▶ TASK PROMPT
All lines in the records below with the word "body" must be returned.

[RECORDS PROVIDED — start]

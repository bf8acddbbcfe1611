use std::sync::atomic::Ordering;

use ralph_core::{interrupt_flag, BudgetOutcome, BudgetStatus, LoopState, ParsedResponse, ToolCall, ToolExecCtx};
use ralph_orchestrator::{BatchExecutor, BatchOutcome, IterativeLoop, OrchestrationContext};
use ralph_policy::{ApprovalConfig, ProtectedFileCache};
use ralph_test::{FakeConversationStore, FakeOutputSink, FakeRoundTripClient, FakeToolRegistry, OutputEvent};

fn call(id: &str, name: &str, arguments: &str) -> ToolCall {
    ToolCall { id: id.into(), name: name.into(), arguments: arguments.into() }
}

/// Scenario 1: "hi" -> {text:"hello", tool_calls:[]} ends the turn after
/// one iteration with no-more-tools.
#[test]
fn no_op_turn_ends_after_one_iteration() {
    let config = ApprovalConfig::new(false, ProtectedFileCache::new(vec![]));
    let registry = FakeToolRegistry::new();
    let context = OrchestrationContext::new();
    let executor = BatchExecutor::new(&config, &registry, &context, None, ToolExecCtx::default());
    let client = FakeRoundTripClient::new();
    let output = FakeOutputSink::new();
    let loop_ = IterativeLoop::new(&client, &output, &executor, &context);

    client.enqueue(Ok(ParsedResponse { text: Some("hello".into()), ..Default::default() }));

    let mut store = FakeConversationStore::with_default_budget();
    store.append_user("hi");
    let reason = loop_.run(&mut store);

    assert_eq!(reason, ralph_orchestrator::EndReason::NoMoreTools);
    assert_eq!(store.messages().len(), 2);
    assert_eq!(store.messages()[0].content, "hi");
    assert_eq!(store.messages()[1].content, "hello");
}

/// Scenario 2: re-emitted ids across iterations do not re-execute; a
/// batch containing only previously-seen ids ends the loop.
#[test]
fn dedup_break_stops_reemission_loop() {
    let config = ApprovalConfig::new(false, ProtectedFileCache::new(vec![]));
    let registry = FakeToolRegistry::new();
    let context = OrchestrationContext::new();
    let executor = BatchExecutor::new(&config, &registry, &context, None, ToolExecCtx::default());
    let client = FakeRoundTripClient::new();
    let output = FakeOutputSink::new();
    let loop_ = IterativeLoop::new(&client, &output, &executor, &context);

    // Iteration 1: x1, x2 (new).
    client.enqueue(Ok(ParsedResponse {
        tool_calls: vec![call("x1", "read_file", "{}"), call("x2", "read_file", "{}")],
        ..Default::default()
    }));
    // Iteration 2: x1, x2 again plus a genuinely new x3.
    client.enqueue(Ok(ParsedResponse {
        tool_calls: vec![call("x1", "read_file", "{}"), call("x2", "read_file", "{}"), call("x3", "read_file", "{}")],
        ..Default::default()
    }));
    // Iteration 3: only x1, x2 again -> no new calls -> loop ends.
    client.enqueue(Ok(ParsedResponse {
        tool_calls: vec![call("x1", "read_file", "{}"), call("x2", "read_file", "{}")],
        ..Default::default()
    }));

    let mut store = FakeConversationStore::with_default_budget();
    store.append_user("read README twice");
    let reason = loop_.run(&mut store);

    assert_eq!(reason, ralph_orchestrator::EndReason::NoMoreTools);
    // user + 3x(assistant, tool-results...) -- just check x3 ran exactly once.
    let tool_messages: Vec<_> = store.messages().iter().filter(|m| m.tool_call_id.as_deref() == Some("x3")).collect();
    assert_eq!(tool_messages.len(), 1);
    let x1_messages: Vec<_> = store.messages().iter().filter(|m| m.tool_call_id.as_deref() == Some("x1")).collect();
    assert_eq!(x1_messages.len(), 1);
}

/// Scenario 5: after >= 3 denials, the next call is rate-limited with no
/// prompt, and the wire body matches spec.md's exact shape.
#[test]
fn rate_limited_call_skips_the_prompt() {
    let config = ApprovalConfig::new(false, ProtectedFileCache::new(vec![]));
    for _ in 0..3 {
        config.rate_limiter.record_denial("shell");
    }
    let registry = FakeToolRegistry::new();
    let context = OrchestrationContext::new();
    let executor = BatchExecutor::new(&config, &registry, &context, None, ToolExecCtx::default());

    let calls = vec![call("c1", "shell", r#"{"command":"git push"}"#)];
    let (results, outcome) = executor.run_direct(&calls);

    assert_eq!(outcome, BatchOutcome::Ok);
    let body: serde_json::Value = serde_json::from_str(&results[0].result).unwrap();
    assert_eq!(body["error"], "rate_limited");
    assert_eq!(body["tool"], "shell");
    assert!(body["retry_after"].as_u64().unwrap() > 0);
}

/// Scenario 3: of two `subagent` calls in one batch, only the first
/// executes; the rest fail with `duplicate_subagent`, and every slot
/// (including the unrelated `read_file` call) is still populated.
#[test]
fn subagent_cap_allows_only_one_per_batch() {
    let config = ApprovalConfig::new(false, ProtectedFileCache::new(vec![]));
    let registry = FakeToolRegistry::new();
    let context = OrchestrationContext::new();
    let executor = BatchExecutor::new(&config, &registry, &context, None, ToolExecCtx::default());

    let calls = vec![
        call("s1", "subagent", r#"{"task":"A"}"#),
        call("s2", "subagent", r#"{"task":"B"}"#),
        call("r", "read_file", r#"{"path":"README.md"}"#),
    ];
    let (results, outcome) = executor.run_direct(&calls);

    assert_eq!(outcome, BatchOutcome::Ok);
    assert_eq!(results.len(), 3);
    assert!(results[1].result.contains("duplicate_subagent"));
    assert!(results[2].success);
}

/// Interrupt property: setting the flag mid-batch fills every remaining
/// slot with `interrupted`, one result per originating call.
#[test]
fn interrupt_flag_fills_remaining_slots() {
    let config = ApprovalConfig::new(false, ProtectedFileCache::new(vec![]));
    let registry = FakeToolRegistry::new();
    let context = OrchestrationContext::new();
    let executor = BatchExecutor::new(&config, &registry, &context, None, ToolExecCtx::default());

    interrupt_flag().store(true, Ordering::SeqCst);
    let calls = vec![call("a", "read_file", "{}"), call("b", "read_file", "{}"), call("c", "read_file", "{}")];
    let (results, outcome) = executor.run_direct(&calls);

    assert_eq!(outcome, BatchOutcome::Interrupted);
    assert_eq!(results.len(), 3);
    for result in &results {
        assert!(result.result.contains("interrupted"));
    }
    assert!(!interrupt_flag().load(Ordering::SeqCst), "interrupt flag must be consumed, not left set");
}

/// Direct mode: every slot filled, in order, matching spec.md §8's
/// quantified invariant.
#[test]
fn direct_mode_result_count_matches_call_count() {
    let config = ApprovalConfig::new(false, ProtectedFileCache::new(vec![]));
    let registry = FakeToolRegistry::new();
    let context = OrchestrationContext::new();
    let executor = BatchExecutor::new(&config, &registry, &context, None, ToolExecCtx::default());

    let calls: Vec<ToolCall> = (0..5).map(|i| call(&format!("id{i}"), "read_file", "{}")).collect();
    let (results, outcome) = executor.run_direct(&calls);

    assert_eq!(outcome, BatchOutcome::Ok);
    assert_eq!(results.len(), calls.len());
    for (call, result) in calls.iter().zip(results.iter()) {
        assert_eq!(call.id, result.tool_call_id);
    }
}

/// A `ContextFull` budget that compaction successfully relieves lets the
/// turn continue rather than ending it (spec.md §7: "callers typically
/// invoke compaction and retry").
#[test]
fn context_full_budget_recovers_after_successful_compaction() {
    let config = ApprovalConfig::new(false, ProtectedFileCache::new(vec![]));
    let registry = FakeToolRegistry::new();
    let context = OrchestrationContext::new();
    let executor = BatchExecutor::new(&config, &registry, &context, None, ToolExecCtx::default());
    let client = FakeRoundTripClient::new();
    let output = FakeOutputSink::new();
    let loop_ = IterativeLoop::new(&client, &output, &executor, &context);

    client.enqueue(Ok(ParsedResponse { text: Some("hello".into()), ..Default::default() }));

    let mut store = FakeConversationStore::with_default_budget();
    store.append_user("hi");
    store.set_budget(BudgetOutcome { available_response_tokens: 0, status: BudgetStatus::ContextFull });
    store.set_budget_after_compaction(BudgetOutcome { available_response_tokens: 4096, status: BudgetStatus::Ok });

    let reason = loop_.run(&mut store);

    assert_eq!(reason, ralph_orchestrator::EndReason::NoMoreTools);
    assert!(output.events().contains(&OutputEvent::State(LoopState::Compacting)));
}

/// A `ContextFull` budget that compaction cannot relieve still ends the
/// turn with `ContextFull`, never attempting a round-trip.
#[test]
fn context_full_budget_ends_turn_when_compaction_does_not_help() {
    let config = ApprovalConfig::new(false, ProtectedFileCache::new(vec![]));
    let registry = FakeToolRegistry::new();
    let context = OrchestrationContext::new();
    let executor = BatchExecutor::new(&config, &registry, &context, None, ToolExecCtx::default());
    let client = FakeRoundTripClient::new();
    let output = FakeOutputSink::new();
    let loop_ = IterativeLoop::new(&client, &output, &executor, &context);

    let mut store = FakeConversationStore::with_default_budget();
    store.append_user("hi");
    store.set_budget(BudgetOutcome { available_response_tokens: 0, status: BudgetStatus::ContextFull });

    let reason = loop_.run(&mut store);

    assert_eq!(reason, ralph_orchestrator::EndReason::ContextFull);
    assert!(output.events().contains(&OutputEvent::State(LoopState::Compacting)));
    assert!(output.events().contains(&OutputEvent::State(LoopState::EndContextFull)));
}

[RECORDS PROVIDED — finish]

▶ ANSWER BELOW
/// prompt, and the wire body matches spec.md's exact shape.
    let body: serde_json::Value = serde_json::from_str(&results[0].result).unwrap();
    assert_eq!(body["error"], "rate_limited");
    assert_eq!(body["tool"], "shell");
    assert!(body["retry_after"].as_u64().unwrap() > 0);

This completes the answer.